Exactly the lines below from the one with "let end = parse_wall_clock(new_end_time)?;" up to and including the one with "pub fn location_id(&self)" make up the answer, with nothing else added.

--- SOURCE MATERIAL ---
────────────────
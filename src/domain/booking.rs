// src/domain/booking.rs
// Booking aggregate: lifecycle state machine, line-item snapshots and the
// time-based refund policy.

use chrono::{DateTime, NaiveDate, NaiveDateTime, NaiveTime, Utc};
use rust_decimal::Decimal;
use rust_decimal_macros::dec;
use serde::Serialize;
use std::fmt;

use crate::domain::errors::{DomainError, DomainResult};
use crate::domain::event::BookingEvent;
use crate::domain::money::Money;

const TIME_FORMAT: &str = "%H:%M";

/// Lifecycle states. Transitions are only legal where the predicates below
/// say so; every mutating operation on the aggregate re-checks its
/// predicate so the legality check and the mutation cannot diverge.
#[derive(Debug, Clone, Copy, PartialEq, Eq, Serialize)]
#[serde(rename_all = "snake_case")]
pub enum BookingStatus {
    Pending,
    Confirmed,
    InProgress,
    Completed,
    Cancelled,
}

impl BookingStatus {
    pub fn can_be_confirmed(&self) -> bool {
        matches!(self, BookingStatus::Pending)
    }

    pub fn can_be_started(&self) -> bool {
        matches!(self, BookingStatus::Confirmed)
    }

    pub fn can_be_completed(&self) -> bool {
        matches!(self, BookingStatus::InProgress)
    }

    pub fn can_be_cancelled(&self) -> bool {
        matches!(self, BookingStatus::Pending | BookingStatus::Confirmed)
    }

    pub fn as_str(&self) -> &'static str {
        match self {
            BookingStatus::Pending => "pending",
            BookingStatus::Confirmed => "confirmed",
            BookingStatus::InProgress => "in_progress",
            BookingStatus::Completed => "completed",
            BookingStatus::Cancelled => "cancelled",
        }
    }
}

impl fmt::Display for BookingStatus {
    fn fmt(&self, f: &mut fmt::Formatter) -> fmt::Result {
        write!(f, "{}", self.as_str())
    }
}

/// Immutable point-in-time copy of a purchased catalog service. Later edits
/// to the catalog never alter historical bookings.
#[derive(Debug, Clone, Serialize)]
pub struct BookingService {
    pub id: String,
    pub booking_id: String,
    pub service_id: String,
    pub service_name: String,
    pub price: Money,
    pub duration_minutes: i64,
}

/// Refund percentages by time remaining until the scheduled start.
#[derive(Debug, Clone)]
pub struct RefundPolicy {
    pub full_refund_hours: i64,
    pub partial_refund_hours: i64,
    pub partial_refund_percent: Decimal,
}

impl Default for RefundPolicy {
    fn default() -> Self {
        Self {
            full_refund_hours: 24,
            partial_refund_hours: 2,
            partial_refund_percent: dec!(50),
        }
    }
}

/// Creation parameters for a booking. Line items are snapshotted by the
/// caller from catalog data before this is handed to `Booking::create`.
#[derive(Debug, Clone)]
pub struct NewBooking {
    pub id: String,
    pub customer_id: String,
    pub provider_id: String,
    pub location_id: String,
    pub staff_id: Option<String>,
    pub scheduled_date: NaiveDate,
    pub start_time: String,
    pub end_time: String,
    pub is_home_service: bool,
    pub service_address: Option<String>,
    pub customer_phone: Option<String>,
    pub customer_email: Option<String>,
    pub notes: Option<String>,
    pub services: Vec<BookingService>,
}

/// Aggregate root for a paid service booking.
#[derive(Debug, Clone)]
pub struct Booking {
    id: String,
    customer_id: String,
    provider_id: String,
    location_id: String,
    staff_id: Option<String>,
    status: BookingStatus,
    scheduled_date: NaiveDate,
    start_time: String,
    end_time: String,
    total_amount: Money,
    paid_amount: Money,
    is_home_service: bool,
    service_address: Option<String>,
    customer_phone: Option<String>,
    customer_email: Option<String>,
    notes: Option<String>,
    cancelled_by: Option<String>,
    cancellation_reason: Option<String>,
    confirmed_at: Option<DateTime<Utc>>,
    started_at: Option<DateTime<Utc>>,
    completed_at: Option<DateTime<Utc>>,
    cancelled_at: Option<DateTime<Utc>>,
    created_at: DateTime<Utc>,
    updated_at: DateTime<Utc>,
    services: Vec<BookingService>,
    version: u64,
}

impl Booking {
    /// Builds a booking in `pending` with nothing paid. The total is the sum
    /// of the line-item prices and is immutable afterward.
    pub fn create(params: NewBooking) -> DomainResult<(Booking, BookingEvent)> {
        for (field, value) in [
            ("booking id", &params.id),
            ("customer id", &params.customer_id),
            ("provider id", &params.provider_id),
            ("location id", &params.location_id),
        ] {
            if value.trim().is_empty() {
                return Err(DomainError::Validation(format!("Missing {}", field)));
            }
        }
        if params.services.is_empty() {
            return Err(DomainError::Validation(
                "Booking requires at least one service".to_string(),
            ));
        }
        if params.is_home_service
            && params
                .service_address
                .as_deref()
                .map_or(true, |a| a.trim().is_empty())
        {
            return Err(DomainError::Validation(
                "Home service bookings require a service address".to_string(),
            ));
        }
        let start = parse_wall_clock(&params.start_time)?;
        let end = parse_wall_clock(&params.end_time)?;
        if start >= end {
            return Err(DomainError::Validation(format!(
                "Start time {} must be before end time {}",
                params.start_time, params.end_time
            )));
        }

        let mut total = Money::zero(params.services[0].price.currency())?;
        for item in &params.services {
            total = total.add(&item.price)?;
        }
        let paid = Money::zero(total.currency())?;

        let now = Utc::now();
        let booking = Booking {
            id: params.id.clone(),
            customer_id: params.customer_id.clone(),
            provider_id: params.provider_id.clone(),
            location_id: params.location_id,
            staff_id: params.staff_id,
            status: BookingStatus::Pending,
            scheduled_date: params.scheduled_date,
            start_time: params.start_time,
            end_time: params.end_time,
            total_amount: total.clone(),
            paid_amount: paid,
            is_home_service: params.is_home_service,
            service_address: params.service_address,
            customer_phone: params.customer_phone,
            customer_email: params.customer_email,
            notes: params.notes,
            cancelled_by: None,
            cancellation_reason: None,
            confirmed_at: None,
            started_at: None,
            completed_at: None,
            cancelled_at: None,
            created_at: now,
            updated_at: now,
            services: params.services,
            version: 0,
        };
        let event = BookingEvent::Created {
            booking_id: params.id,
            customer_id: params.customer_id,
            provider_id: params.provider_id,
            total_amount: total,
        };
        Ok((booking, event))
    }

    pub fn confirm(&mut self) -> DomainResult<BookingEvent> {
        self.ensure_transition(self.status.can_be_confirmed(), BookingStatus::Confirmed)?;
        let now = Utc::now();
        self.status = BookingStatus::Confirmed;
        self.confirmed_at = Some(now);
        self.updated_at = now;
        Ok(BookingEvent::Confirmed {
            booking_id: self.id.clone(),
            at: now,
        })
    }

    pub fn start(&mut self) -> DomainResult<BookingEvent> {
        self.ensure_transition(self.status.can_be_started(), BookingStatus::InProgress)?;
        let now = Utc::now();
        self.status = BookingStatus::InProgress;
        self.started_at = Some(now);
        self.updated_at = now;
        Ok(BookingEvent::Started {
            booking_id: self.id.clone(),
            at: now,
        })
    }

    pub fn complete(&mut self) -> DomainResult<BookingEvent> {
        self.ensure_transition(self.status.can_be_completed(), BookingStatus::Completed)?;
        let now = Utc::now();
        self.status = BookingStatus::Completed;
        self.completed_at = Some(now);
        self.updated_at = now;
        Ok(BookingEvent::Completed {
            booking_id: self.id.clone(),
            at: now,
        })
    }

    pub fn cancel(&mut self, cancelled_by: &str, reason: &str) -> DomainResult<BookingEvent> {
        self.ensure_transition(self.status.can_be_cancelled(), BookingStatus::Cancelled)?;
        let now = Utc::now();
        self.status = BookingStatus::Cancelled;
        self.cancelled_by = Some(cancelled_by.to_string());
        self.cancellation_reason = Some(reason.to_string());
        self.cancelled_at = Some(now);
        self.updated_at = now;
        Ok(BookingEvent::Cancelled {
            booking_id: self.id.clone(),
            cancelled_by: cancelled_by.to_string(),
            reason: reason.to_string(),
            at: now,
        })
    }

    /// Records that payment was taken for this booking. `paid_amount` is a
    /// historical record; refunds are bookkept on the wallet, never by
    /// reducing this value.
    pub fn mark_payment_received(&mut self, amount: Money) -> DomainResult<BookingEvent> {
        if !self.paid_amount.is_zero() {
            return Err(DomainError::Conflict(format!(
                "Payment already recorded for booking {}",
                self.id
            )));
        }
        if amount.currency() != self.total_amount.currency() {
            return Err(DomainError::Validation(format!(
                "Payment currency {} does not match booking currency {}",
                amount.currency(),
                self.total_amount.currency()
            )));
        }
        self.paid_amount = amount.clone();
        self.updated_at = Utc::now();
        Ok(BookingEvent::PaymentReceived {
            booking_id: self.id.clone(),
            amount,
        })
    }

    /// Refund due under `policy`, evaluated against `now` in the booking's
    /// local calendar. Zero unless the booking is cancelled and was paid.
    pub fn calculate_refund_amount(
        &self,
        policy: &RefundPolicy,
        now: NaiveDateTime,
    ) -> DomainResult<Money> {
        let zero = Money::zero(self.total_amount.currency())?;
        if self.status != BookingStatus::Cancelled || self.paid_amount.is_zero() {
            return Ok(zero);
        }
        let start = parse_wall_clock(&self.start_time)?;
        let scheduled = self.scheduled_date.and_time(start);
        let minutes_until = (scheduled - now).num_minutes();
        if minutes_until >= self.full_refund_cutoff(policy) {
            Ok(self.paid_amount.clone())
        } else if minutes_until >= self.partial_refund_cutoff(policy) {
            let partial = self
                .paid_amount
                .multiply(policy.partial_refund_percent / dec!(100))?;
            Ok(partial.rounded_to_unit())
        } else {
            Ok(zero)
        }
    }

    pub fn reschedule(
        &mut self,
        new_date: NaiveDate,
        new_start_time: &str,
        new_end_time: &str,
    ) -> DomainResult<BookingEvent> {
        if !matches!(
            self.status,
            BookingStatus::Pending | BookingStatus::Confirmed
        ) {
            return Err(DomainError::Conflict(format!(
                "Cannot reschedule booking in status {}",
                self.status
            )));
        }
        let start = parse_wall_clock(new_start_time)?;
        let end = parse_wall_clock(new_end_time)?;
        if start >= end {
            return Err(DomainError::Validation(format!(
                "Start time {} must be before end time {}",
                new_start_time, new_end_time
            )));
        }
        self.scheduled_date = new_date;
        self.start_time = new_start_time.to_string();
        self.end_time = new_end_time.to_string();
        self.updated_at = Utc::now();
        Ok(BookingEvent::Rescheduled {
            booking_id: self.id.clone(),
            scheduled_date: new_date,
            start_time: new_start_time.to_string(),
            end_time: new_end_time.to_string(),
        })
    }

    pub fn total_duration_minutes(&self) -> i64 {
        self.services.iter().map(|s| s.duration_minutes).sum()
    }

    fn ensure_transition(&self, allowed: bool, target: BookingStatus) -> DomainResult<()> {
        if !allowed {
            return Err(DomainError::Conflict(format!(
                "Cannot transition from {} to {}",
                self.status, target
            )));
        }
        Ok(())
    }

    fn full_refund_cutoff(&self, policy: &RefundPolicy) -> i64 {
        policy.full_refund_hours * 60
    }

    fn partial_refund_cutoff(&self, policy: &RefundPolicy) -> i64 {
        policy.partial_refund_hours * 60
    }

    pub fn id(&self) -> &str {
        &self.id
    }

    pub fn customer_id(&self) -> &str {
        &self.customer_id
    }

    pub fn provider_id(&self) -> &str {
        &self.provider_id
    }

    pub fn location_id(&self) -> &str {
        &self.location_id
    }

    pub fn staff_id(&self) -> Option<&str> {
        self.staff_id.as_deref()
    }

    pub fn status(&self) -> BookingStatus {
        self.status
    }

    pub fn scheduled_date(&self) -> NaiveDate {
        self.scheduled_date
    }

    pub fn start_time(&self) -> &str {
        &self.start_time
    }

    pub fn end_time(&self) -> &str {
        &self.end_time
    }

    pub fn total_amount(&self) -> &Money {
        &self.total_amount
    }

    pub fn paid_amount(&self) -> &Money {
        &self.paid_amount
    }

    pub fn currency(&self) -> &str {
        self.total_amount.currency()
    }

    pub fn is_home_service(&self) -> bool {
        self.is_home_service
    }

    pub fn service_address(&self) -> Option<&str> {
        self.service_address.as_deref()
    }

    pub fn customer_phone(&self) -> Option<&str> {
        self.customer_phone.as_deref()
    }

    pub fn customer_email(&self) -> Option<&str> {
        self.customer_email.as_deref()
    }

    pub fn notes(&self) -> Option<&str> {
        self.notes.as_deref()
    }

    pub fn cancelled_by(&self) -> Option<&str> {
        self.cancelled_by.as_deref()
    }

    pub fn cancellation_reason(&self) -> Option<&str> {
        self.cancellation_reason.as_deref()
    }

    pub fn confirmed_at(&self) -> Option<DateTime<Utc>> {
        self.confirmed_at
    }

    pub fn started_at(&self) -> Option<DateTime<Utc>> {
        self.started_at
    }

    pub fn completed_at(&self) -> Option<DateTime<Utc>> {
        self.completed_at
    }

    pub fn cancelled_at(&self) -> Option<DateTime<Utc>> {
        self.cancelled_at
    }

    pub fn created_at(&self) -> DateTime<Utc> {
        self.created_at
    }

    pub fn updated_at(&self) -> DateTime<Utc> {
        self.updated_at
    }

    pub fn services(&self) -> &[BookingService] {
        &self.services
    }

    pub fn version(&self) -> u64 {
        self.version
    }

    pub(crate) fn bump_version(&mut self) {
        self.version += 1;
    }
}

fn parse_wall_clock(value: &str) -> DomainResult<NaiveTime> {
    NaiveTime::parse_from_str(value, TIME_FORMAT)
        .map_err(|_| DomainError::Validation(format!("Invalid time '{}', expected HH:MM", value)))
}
────────────────
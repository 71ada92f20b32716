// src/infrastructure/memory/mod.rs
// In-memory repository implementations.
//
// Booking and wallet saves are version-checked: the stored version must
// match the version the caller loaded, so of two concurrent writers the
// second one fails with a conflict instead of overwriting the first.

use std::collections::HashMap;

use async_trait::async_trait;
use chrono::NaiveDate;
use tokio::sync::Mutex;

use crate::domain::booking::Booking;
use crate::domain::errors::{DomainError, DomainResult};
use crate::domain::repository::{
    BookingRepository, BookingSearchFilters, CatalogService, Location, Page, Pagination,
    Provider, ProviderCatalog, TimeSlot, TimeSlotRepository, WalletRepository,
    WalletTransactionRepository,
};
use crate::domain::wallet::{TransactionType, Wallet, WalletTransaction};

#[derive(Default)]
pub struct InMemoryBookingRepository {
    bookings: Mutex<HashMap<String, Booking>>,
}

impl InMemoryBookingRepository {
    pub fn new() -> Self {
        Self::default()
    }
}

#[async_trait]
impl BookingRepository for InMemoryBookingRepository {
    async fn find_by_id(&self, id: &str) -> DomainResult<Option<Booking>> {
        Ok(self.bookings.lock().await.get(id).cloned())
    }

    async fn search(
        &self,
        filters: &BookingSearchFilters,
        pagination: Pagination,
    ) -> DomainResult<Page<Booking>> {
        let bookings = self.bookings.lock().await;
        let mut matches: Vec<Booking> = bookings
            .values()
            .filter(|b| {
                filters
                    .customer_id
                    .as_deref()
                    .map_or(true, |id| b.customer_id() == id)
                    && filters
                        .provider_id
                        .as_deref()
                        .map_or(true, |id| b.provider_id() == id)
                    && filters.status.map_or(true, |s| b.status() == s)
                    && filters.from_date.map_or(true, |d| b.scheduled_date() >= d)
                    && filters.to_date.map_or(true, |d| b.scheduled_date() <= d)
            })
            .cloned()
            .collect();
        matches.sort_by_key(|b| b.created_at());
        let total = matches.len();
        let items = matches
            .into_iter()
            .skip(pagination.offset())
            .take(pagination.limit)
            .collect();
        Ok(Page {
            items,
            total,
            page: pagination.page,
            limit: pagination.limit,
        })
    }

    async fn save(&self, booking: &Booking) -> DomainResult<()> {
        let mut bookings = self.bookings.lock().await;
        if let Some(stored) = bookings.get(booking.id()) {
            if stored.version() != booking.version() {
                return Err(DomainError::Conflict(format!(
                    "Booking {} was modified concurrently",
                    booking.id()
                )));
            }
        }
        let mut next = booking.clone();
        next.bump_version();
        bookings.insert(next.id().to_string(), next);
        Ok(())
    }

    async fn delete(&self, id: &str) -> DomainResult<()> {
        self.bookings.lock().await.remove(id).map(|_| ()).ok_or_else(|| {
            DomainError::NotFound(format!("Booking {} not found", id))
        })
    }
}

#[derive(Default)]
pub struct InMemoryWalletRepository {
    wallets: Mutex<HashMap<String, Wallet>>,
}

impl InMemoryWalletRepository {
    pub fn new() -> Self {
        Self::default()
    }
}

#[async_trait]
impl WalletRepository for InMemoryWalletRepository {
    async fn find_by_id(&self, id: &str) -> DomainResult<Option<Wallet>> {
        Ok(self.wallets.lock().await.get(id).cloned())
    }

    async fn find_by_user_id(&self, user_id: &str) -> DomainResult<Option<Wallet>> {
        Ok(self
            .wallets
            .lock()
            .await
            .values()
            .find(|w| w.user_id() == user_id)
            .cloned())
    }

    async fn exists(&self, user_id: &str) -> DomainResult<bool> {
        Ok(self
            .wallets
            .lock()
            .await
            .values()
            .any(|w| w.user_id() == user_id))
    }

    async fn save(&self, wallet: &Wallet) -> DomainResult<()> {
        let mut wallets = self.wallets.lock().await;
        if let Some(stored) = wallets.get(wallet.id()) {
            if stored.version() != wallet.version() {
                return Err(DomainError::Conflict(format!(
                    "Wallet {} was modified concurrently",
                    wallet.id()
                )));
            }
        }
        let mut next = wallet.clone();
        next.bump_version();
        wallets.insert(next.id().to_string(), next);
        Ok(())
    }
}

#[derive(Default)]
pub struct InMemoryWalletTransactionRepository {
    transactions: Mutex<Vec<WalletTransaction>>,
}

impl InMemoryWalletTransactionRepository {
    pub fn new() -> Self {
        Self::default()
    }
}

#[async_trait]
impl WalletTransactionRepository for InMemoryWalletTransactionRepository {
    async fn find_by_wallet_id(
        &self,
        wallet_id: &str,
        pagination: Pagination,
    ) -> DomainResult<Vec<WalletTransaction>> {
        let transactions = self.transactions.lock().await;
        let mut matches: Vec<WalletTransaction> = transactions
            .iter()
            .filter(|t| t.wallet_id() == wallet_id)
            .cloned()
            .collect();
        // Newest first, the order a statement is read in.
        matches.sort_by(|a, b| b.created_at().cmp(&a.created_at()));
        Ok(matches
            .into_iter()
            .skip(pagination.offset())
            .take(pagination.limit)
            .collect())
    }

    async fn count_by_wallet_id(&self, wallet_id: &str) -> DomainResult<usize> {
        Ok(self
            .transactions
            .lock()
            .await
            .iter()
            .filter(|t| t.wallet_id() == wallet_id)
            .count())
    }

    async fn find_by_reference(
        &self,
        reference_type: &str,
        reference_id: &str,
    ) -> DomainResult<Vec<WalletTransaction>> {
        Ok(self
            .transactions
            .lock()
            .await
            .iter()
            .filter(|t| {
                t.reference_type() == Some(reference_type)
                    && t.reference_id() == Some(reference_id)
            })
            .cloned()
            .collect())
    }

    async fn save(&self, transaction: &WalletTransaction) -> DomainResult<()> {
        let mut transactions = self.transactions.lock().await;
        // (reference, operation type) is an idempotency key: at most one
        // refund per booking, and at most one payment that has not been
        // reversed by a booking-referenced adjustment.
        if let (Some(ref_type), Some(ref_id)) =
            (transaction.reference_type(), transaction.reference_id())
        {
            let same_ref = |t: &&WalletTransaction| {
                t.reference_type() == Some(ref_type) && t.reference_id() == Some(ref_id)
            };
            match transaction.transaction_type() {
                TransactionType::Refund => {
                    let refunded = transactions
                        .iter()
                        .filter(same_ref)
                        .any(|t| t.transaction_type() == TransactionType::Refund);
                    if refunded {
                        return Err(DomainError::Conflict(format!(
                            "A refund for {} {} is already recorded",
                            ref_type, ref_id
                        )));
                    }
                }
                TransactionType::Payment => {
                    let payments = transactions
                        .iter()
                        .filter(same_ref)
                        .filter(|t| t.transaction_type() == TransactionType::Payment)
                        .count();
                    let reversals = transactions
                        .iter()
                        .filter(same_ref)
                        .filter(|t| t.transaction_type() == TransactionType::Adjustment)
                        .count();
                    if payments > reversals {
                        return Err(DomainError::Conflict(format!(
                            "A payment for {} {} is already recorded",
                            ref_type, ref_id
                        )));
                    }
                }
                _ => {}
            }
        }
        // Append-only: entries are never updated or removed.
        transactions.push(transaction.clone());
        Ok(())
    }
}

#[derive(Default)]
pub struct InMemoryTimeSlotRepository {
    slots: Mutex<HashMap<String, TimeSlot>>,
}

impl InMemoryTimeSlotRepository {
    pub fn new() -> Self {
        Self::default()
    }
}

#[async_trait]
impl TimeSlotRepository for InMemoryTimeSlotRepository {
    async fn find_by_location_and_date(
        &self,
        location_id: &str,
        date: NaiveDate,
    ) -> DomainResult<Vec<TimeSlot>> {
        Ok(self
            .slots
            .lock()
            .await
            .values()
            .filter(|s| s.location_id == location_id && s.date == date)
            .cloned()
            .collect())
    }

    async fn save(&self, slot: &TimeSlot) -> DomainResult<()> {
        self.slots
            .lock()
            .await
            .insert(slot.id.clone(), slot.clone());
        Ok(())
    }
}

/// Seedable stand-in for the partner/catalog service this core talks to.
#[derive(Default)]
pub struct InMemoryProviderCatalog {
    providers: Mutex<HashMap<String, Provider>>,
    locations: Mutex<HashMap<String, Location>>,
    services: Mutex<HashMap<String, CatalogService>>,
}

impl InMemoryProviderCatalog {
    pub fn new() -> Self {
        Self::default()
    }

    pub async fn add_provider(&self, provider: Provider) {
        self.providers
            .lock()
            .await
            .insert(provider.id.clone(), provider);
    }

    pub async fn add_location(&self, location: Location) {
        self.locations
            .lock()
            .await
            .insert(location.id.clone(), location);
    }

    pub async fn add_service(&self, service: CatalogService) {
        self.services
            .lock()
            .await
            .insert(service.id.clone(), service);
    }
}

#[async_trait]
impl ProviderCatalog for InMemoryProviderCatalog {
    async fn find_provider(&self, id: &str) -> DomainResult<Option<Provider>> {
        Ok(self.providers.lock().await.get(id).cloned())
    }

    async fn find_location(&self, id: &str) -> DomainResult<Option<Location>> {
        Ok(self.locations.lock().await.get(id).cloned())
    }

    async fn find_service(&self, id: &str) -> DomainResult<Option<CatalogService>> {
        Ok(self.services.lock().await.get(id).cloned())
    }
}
────────────────
--- ANSWER ---
        let end = parse_wall_clock(new_end_time)?;
        if start >= end {
            return Err(DomainError::Validation(format!(
                "Start time {} must be before end time {}",
                new_start_time, new_end_time
            )));
        }
        self.scheduled_date = new_date;
        self.start_time = new_start_time.to_string();
        self.end_time = new_end_time.to_string();
        self.updated_at = Utc::now();
        Ok(BookingEvent::Rescheduled {
            booking_id: self.id.clone(),
            scheduled_date: new_date,
            start_time: new_start_time.to_string(),
            end_time: new_end_time.to_string(),
        })
    }

    pub fn total_duration_minutes(&self) -> i64 {
        self.services.iter().map(|s| s.duration_minutes).sum()
    }

    fn ensure_transition(&self, allowed: bool, target: BookingStatus) -> DomainResult<()> {
        if !allowed {
            return Err(DomainError::Conflict(format!(
                "Cannot transition from {} to {}",
                self.status, target
            )));
        }
        Ok(())
    }

    fn full_refund_cutoff(&self, policy: &RefundPolicy) -> i64 {
        policy.full_refund_hours * 60
    }

    fn partial_refund_cutoff(&self, policy: &RefundPolicy) -> i64 {
        policy.partial_refund_hours * 60
    }

    pub fn id(&self) -> &str {
        &self.id
    }

    pub fn customer_id(&self) -> &str {
        &self.customer_id
    }

    pub fn provider_id(&self) -> &str {
        &self.provider_id
    }

    pub fn location_id(&self) -> &str {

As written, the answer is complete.